> TASK BRIEF: Search the records for "attempt". Copy every line where it appears.

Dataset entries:
* * *

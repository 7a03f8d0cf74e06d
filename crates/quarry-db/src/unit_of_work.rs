//! # Unit of Work
//!
//! One logical session over the store: a pooled connection, one repository
//! per entity type, staged changes and transactions.
//!
//! ## Commit Flow
//! ```text
//! ┌─────────────────────────────────────────────────────────────────────────┐
//! │  uow.commit(&cancel)                                                   │
//! │       │                                                                 │
//! │       ▼                                                                 │
//! │  tracker.pending()  ← Added → INSERT, edited/Modified → UPDATE,        │
//! │       │               Deleted → DELETE (tracking order)                 │
//! │       ▼                                                                 │
//! │  explicit transaction open?                                            │
//! │       ├── yes ──► write inside it (caller commits/rolls back)          │
//! │       │                                                                 │
//! │       └── no ───► BEGIN IMMEDIATE  (busy? back off and retry)          │
//! │                     │                                                   │
//! │                     ▼                                                   │
//! │                   writes ──error/cancel──► ROLLBACK ──► Err            │
//! │                     │                                                   │
//! │                     ▼                                                   │
//! │                   COMMIT ──► tracker.accept() ──► CommitSummary        │
//! └─────────────────────────────────────────────────────────────────────────┘
//! ```
//!
//! ## Lifetime
//! A unit of work holds its connection until [`UnitOfWork::dispose`] (or
//! drop). After disposal every operation on it, its repositories and their
//! queries fails with [`DbError::Disposed`].

use std::any::{Any, TypeId};
use std::collections::HashMap;
use std::fmt;
use std::sync::Arc;

use backoff::backoff::Backoff;
use backoff::ExponentialBackoff;
use parking_lot::Mutex;
use quarry_core::Entity;
use serde::Serialize;
use sqlx::pool::PoolConnection;
use sqlx::{Sqlite, SqliteConnection};
use tokio_util::sync::CancellationToken;
use tracing::{debug, info, warn};
use uuid::Uuid;

use crate::config::DbConfig;
use crate::error::{observed, DbError, DbResult};
use crate::repository::QueryRepository;
use crate::session::{cancellable, Session};
use crate::store;
use crate::tracking::PendingWrite;

// =============================================================================
// Isolation Levels
// =============================================================================

/// Requested isolation for an explicit transaction.
///
/// SQLite serializes writers, so every level is at least as strong as asked
/// for; the level picks how early the write lock is taken.
#[derive(Debug, Clone, Copy, Default, PartialEq, Eq)]
pub enum IsolationLevel {
    /// Reads may see other sessions' uncommitted writes (shared cache only).
    ReadUncommitted,
    #[default]
    ReadCommitted,
    RepeatableRead,
    Snapshot,
    Serializable,
}

impl IsolationLevel {
    fn begin_statement(&self) -> &'static str {
        match self {
            IsolationLevel::ReadUncommitted | IsolationLevel::ReadCommitted => "BEGIN DEFERRED",
            IsolationLevel::RepeatableRead | IsolationLevel::Snapshot => "BEGIN IMMEDIATE",
            IsolationLevel::Serializable => "BEGIN EXCLUSIVE",
        }
    }

    fn read_uncommitted_pragma(&self) -> &'static str {
        match self {
            IsolationLevel::ReadUncommitted => "PRAGMA read_uncommitted = 1",
            _ => "PRAGMA read_uncommitted = 0",
        }
    }
}

impl fmt::Display for IsolationLevel {
    fn fmt(&self, f: &mut fmt::Formatter<'_>) -> fmt::Result {
        let name = match self {
            IsolationLevel::ReadUncommitted => "read_uncommitted",
            IsolationLevel::ReadCommitted => "read_committed",
            IsolationLevel::RepeatableRead => "repeatable_read",
            IsolationLevel::Snapshot => "snapshot",
            IsolationLevel::Serializable => "serializable",
        };
        f.write_str(name)
    }
}

/// Rows written by a commit.
#[derive(Debug, Clone, Copy, Default, PartialEq, Eq, Serialize)]
pub struct CommitSummary {
    pub inserted: usize,
    pub updated: usize,
    pub deleted: usize,
}

impl CommitSummary {
    pub fn total(&self) -> usize {
        self.inserted + self.updated + self.deleted
    }
}

// =============================================================================
// Unit of Work
// =============================================================================

/// A session over the store. Obtain one with [`crate::Database::unit_of_work`].
///
/// ## Example
/// ```rust,ignore
/// let uow = db.unit_of_work().await?;
/// let projects = uow.repository::<Project>()?;
/// projects.add(project)?;
/// uow.commit(&cancel).await?;
/// uow.dispose().await;
/// ```
pub struct UnitOfWork {
    session: Arc<Session>,
    repositories: Mutex<HashMap<TypeId, Arc<dyn Any + Send + Sync>>>,
}

impl fmt::Debug for UnitOfWork {
    fn fmt(&self, f: &mut fmt::Formatter<'_>) -> fmt::Result {
        f.debug_struct("UnitOfWork")
            .field("id", &self.session.id())
            .field("disposed", &self.session.is_disposed())
            .field("repositories", &self.repositories.lock().len())
            .finish()
    }
}

impl UnitOfWork {
    pub(crate) fn new(connection: PoolConnection<Sqlite>, config: Arc<DbConfig>) -> Self {
        UnitOfWork {
            session: Arc::new(Session::new(connection, config)),
            repositories: Mutex::new(HashMap::new()),
        }
    }

    pub fn id(&self) -> Uuid {
        self.session.id()
    }

    pub fn is_disposed(&self) -> bool {
        self.session.is_disposed()
    }

    /// Repository for `T`; the same instance on every call.
    pub fn repository<T: Entity>(&self) -> DbResult<Arc<QueryRepository<T>>> {
        self.session.ensure_open()?;

        let mut repositories = self.repositories.lock();
        let entry = repositories
            .entry(TypeId::of::<T>())
            .or_insert_with(|| {
                debug!(uow = %self.session.id(), entity = T::NAME, "Creating repository");
                let repository: Arc<dyn Any + Send + Sync> =
                    Arc::new(QueryRepository::<T>::new(Arc::clone(&self.session)));
                repository
            })
            .clone();

        entry
            .downcast::<QueryRepository<T>>()
            .map_err(|_| DbError::Internal(format!("repository registry mismatch for {}", T::NAME)))
    }

    /// Returns true if a commit would write anything.
    pub fn has_changes(&self) -> bool {
        !self.session.is_disposed() && self.session.tracker().has_changes()
    }

    // =========================================================================
    // Transactions
    // =========================================================================

    /// Opens an explicit transaction on this unit of work's connection.
    ///
    /// Commits made while it is open write inside it. Only one transaction
    /// can be open at a time.
    pub async fn begin_transaction(
        &self,
        level: IsolationLevel,
        cancel: &CancellationToken,
    ) -> DbResult<Transaction> {
        let result = async {
            let mut guard = self.session.connection().await?;
            if self.session.in_transaction() {
                return Err(DbError::TransactionFailed(
                    "a transaction is already open on this unit of work".to_string(),
                ));
            }

            let conn: &mut SqliteConnection = &mut guard;
            let begun = cancellable(cancel, "begin_transaction", async move {
                sqlx::query(level.read_uncommitted_pragma())
                    .execute(&mut *conn)
                    .await?;
                sqlx::query(level.begin_statement()).execute(&mut *conn).await?;
                Ok::<_, DbError>(())
            })
            .await;
            if let Err(err) = begun {
                // BEGIN may still have run on the driver thread.
                self.session.set_rollback_pending(true);
                return Err(err);
            }

            self.session.set_in_transaction(true);
            self.session.tracker().open_journal();
            debug!(uow = %self.session.id(), %level, "Transaction started");
            Ok(Transaction {
                session: Arc::clone(&self.session),
                level,
                finished: false,
            })
        }
        .await;
        observed(result, "begin_transaction", "unit_of_work")
    }

    // =========================================================================
    // Commit
    // =========================================================================

    /// Writes every staged and detected change atomically.
    ///
    /// ## Errors
    /// - `KeyChanged` if a tracked entity's key was edited
    /// - `UniqueViolation` for an insert whose key is already stored
    /// - `NotFound` for an update or delete whose row is gone
    /// - `Busy` if the write lock stayed taken through every retry
    /// - `Cancelled` if the token fired; nothing is written
    pub async fn commit(&self, cancel: &CancellationToken) -> DbResult<CommitSummary> {
        let result = self.commit_changes(cancel).await;
        observed(result, "commit", "unit_of_work")
    }

    async fn commit_changes(&self, cancel: &CancellationToken) -> DbResult<CommitSummary> {
        self.session.ensure_open()?;
        let writes = self.session.tracker().pending()?;
        if writes.is_empty() {
            debug!(uow = %self.session.id(), "Nothing to commit");
            return Ok(CommitSummary::default());
        }

        let mut guard = self.session.connection().await?;
        let conn: &mut SqliteConnection = &mut guard;

        if self.session.in_transaction() {
            let summary = cancellable(cancel, "commit", apply_writes(&mut *conn, &writes)).await?;
            self.session.tracker().accept(&writes);
            debug!(uow = %self.session.id(), ?summary, "Changes written inside open transaction");
            return Ok(summary);
        }

        self.begin_write(&mut *conn, cancel).await?;
        self.session.set_rollback_pending(true);

        let written = cancellable(cancel, "commit", async {
            let summary = apply_writes(&mut *conn, &writes).await?;
            sqlx::query("COMMIT").execute(&mut *conn).await?;
            Ok::<_, DbError>(summary)
        })
        .await;

        match written {
            Ok(summary) => {
                self.session.set_rollback_pending(false);
                self.session.tracker().accept(&writes);
                info!(
                    uow = %self.session.id(),
                    inserted = summary.inserted,
                    updated = summary.updated,
                    deleted = summary.deleted,
                    "Changes committed"
                );
                Ok(summary)
            }
            Err(err) => {
                if let Err(e) = sqlx::query("ROLLBACK").execute(&mut *conn).await {
                    warn!(uow = %self.session.id(), error = %e, "Rollback after failed commit failed");
                }
                self.session.set_rollback_pending(false);
                Err(err)
            }
        }
    }

    /// `BEGIN IMMEDIATE`, retried with exponential backoff while the store
    /// is busy.
    async fn begin_write(
        &self,
        conn: &mut SqliteConnection,
        cancel: &CancellationToken,
    ) -> DbResult<()> {
        let config = self.session.config();
        let mut backoff = ExponentialBackoff {
            current_interval: config.commit_backoff,
            initial_interval: config.commit_backoff,
            max_interval: config.commit_backoff * 32,
            multiplier: 2.0,
            max_elapsed_time: None,
            ..Default::default()
        };
        let mut attempt = 0u32;

        loop {
            let begun = cancellable(cancel, "commit", async {
                sqlx::query("BEGIN IMMEDIATE").execute(&mut *conn).await?;
                Ok::<_, DbError>(())
            })
            .await;

            match begun {
                Ok(()) => return Ok(()),
                Err(err) if err.is_busy() && attempt < config.commit_retries => {
                    attempt += 1;
                    let delay = backoff.next_backoff().unwrap_or(backoff.max_interval);
                    warn!(
                        uow = %self.session.id(),
                        attempt,
                        ?delay,
                        "Store busy, retrying commit"
                    );

                    tokio::select! {
                        biased;
                        _ = cancel.cancelled() => {
                            return Err(DbError::Cancelled("commit".to_string()));
                        }
                        _ = tokio::time::sleep(delay) => {}
                    }
                }
                Err(err) => return Err(err),
            }
        }
    }

    // =========================================================================
    // Disposal
    // =========================================================================

    /// Rolls back an open transaction, returns the connection to the pool
    /// and forgets all tracked state. Safe to call more than once.
    pub async fn dispose(&self) {
        if self.session.is_disposed() {
            return;
        }

        let rollback = self.session.needs_rollback();
        if let Some(mut conn) = self.session.take_connection().await {
            if rollback {
                if let Err(e) = sqlx::query("ROLLBACK").execute(&mut *conn).await {
                    warn!(uow = %self.session.id(), error = %e, "Rollback on dispose failed; closing connection");
                    conn.close_on_drop();
                }
            }
        }
        self.session.set_in_transaction(false);
        self.session.set_rollback_pending(false);

        let discarded = {
            let mut tracker = self.session.tracker();
            let discarded = tracker.len();
            tracker.clear();
            discarded
        };
        self.repositories.lock().clear();

        debug!(uow = %self.session.id(), discarded, "Unit of work disposed");
    }
}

* * *

> RESULT OF THIS TASK:
        let mut attempt = 0u32;
                Err(err) if err.is_busy() && attempt < config.commit_retries => {
                    attempt += 1;
                        attempt,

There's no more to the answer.